While avian
influenza has been successfully checked in Western Europe and much of
Southeast Asia apart from Indonesia, it is still expanding in Africa and
will remain a threat for years to come, FAO Deputy Director-General David
Harcharik told a high- level meeting of the United Nations Economic and
Social Council (ECOSOC) in Geneva today.
"In the majority of cases, wherever HPAI [highly pathogenic avian
influenza] has made its appearance we, the global community and the
countries concerned have been able to stop it in its tracks," Mr. Harcharik
said, speaking at an ECOSOC special event meeting on bird flu.
But "HPAI poses a continuing threat and we must brace ourselves to go
on fighting it, quite likely for years," he warned. HPAI, he said, was
still a source of concern in Indonesia and continued to spread in Africa,
where it risked becoming endemic in several countries.

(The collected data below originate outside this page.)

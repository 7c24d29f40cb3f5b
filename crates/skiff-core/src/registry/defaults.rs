//! Built-in command set.
//!
//! Covers the everyday destinations of the start page. `"0"` and `"r"` are
//! the reserved keys the classifier routes specially; nameless entries are
//! hidden sub-commands reachable by exact key only.

use skiff_types::CommandEntry;

fn strings(items: &[&str]) -> Vec<String> {
    items.iter().map(ToString::to_string).collect()
}

#[allow(clippy::too_many_lines)] // a single literal table
pub(super) fn builtin_commands() -> Vec<(String, CommandEntry)> {
    vec![
        (
            "g".to_string(),
            CommandEntry {
                name: Some("github".to_string()),
                url: "https://github.com".to_string(),
                search_template: Some("/search?q={}".to_string()),
                suggestions: strings(&["g/trending", "g/pulls", "g/issues"]),
            },
        ),
        (
            "y".to_string(),
            CommandEntry {
                name: Some("youtube".to_string()),
                url: "https://www.youtube.com".to_string(),
                search_template: Some("/results?search_query={}".to_string()),
                suggestions: Vec::new(),
            },
        ),
        (
            "r".to_string(),
            CommandEntry {
                name: Some("reddit".to_string()),
                url: "https://www.reddit.com".to_string(),
                search_template: Some("/search/?q={}".to_string()),
                suggestions: strings(&["r/rust", "r/linux", "r/selfhosted"]),
            },
        ),
        (
            "f".to_string(),
            CommandEntry {
                name: Some("forums".to_string()),
                url: "https://news.ycombinator.com".to_string(),
                search_template: Some("https://hn.algolia.com/?q={}".to_string()),
                suggestions: strings(&["f/hn", "f/lobsters", "f/tildes"]),
            },
        ),
        (
            "f/hn".to_string(),
            CommandEntry {
                url: "https://news.ycombinator.com".to_string(),
                ..CommandEntry::default()
            },
        ),
        (
            "f/lobsters".to_string(),
            CommandEntry {
                url: "https://lobste.rs".to_string(),
                ..CommandEntry::default()
            },
        ),
        (
            "f/tildes".to_string(),
            CommandEntry {
                url: "https://tildes.net".to_string(),
                ..CommandEntry::default()
            },
        ),
        (
            "w".to_string(),
            CommandEntry {
                name: Some("wiki".to_string()),
                url: "https://en.wikipedia.org".to_string(),
                search_template: Some("/w/index.php?search={}".to_string()),
                suggestions: Vec::new(),
            },
        ),
        (
            "a".to_string(),
            CommandEntry {
                name: Some("ai".to_string()),
                url: "https://claude.ai".to_string(),
                search_template: Some("/new?q={}".to_string()),
                suggestions: strings(&["a/chatgpt", "a/perplexity"]),
            },
        ),
        (
            "a/chatgpt".to_string(),
            CommandEntry {
                url: "https://chatgpt.com".to_string(),
                search_template: Some("/?q={}".to_string()),
                ..CommandEntry::default()
            },
        ),
        (
            "a/perplexity".to_string(),
            CommandEntry {
                url: "https://www.perplexity.ai".to_string(),
                search_template: Some("/search/new?q={}".to_string()),
                ..CommandEntry::default()
            },
        ),
        (
            "m".to_string(),
            CommandEntry {
                name: Some("maps".to_string()),
                url: "https://www.openstreetmap.org".to_string(),
                search_template: Some("/search?query={}".to_string()),
                suggestions: Vec::new(),
            },
        ),
        (
            "c".to_string(),
            CommandEntry {
                name: Some("crates".to_string()),
                url: "https://crates.io".to_string(),
                search_template: Some("/search?q={}".to_string()),
                suggestions: Vec::new(),
            },
        ),
        (
            "d".to_string(),
            CommandEntry {
                name: Some("docs".to_string()),
                url: "https://docs.rs".to_string(),
                search_template: Some("/releases/search?query={}".to_string()),
                suggestions: Vec::new(),
            },
        ),
        (
            "0".to_string(),
            CommandEntry {
                name: Some("localhost".to_string()),
                url: "http://localhost".to_string(),
                ..CommandEntry::default()
            },
        ),
    ]
}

Mr. Harcharik cited difficulties in enforcing appropriate control
measures such as culling, farmer compensation and checks on animal
movements in African countries. Another complication was illegal trade in
poultry.
"Until such trade is effectively checked by stronger official
veterinary authorities, and until better surveillance, alert-response,
diagnostics and reporting is achieved, the risk will remain with us," Mr.
Harcharik said.
Continuing threat
Mr. Harcharik stressed it was imperative to act quickly and decisively
to stop HPAI wherever it appeared because so long as the H5N1 virus causing
HPAI stayed in circulation it would remain a threat to the international
community.
H5N1 had not so far mutated into a form transmittable from one human
being to another. But should it do so, the result could be a pandemic of
vast proportions, he said.
In the two and half years of the present avian influenza emergency,
some 200 million poultry have been culled, causing losses of 10 billion
dollars in Southeast Asia alone. At last count in early July there had been
229 human cases of H5N1 infection resulting in the deaths of 131 persons.